The apartment settles into a brittle kind of quiet. Refrigerator hum. Pipes ticking inside the walls. Your own pulse, too loud in your ears. The phone lies in your hand like a piece of warmed metal someone forgot to claim.
Then it vibrates again.
Not a ring this time. A single, deliberate buzz.
The screen comes back to life on its own, pale and wrong in the dark kitchen. No lock screen. No friendly icons. Just a call interface that looks almost ordinary until you notice the caller ID.
Your number.
Again.
A second notification flashes across the top and vanishes before you can read it. The laptop on the counter wakes a heartbeat later, fan whispering, the display blooming blue with some unseen alert. In the hallway, the intercom gives a brief crackle of static, as if something is testing the wires and finding them usable.
You get the strong, unreasonable sense that the apartment itself is becoming a device.
The voice note plays back without your permission.
Avery.
Your own voice, but thinner than you remember it ever being. Not frightened, exactly. Focused. Hurt. Like someone speaking from the far end of a tunnel and trying not to waste breath.
Don’t answer the next call.
A pause. A breath drawn too close to the mic.
If it’s already ringing, don’t keep it in your hand.
Another pause. Background noise—traffic, maybe, or wind through an open structure. Then, lower, almost buried under static:
It follows the connection. Not the device.
The message cuts off.
You stare at the screen.
That part lands too cleanly to dismiss. Not the device. The connection. You look at the dead phone, the laptop, the dark hallway panel, and feel the unpleasant shape of an explanation trying to form around them. Whatever this is, it isn’t just calling your number. It is moving through the things that know how to reach you.

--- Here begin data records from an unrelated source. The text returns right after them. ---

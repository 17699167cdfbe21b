use planner_core::PlanError;
use planner_io::LoadError;
use thiserror::Error;

pub type Result<T> = std::result::Result<T, BridgeError>;

#[derive(Debug, Error)]
pub enum BridgeError {
    /// Inbound payload could not be parsed, or the path could not be rendered
    #[error(transparent)]
    Payload(#[from] LoadError),

    #[error(transparent)]
    Plan(#[from] PlanError),

    #[error("MQTT client error: {0}")]
    Client(#[from] rumqttc::ClientError),

    /// The first connection attempt failed
    #[error("MQTT connection failed: {0}")]
    Connection(#[from] rumqttc::ConnectionError),

    #[error("Subscribe to {topic} failed: {reason}")]
    Subscribe { topic: String, reason: String },

    #[error("Invalid MQTT settings: {0}")]
    Settings(String),
}
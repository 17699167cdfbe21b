//! Configuration type definitions
//!
//! Each section is self-contained with validation and sensible defaults.

pub mod mqtt;
pub mod planner;

pub use mqtt::{MqttConfig, TopicsConfig};
pub use planner::PlannerConfig;

use serde::{Deserialize, Serialize};

/// Main configuration struct aggregating all settings
#[derive(Debug, Clone, Default, PartialEq, Serialize, Deserialize)]
pub struct Config {
    /// Broker connection and topic routing for the message bridge
    #[serde(default)]
    pub mqtt: MqttConfig,

    /// Planner settings (frame label, POI map location)
    #[serde(default)]
    pub planner: PlannerConfig,
}

impl crate::validation::Validate for Config {
    fn validate(&self) -> crate::error::Result<()> {
        self.mqtt.validate()?;
        self.planner.validate()?;
        Ok(())
    }
}
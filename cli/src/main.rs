mod commands;

use anyhow::Result;
use clap::Parser;
use commands::{handle_bridge, handle_plan, handle_sim, utils::load_config, Cli, Commands};
use std::process::ExitCode;
use tracing_subscriber::EnvFilter;

#[tokio::main]
async fn main() -> ExitCode {
    let cli = Cli::parse();
    init_tracing(cli.verbose);

    let usage = cli.command.usage_hint();
    match run(cli).await {
        Ok(()) => ExitCode::SUCCESS,
        Err(e) => {
            eprintln!("[planner] error: {:#}", e);
            if let Some(usage) = usage {
                eprintln!("{}", usage);
            }
            ExitCode::FAILURE
        }
    }
}

async fn run(cli: Cli) -> Result<()> {
    match cli.command {
        Commands::Plan { items, poi, frame } => {
            let config = load_config(cli.config.as_deref())?;
            handle_plan(&config, &items, &poi, frame.as_deref())?;
        }
        Commands::Bridge { once, timeout_s } => {
            let config = load_config(cli.config.as_deref())?;
            handle_bridge(&config, once, timeout_s).await?;
        }
        Commands::Sim => {
            handle_sim()?;
        }
    }

    Ok(())
}

/// Logs go to stderr; stdout carries only path JSON.
fn init_tracing(verbose: bool) {
    let default_level = if verbose { "debug" } else { "info" };
    let filter =
        EnvFilter::try_from_default_env().unwrap_or_else(|_| EnvFilter::new(default_level));
    tracing_subscriber::fmt()
        .with_env_filter(filter)
        .with_writer(std::io::stderr)
        .with_target(false)
        .init();
}
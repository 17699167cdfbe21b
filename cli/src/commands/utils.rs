use anyhow::{anyhow, Result};
use planner_config::{Config, ErrorFormatter};
use std::path::Path;

/// Load the layered config, from `path` when given or the default file names otherwise.
pub fn load_config(path: Option<&Path>) -> Result<Config> {
    let loaded = match path {
        Some(path) => Config::from_file(path),
        None => Config::load(),
    };
    loaded.map_err(|e| anyhow!(ErrorFormatter::new(e).format()))
}

/// Pick the frame label: explicit flag, then the map document, then config.
pub fn resolve_frame(explicit: Option<&str>, from_map: Option<&str>, configured: &str) -> String {
    explicit.or(from_map).unwrap_or(configured).to_string()
}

The phone in your palm buzzes again.
This time the call icon appears, and a second line of text resolves underneath it—small, clinical, almost apologetic.
Unknown caller.
Then the label flickers.
Your number.
The kitchen speaker clicks. Somewhere in the building, a neighbor’s unit answers with a burst of muffled static, then goes quiet. For one strange second, you can hear a human voice through the wall—indistinct, startled, probably saying hello to the wrong thing.
The line tightens.
Something on the other end seems to notice the extra opening.
The laptop fans surge. The intercom gives a thin, eager hiss. Your phone goes cold in your hand, as if the battery has dropped half its charge in a breath. The screen still shows the call waiting, still patient, still ringing from a place that doesn’t care whether you refuse it.
You swallow, and your throat feels scraped raw.
If you answer, you may hear a voice that knows too much. If you don’t, it may keep finding other ways in.
Either way, the next sound is already on its way.
And somewhere beneath the static, just before the line blurs again, you think you hear your own voice breathe your name like a warning that arrived too late.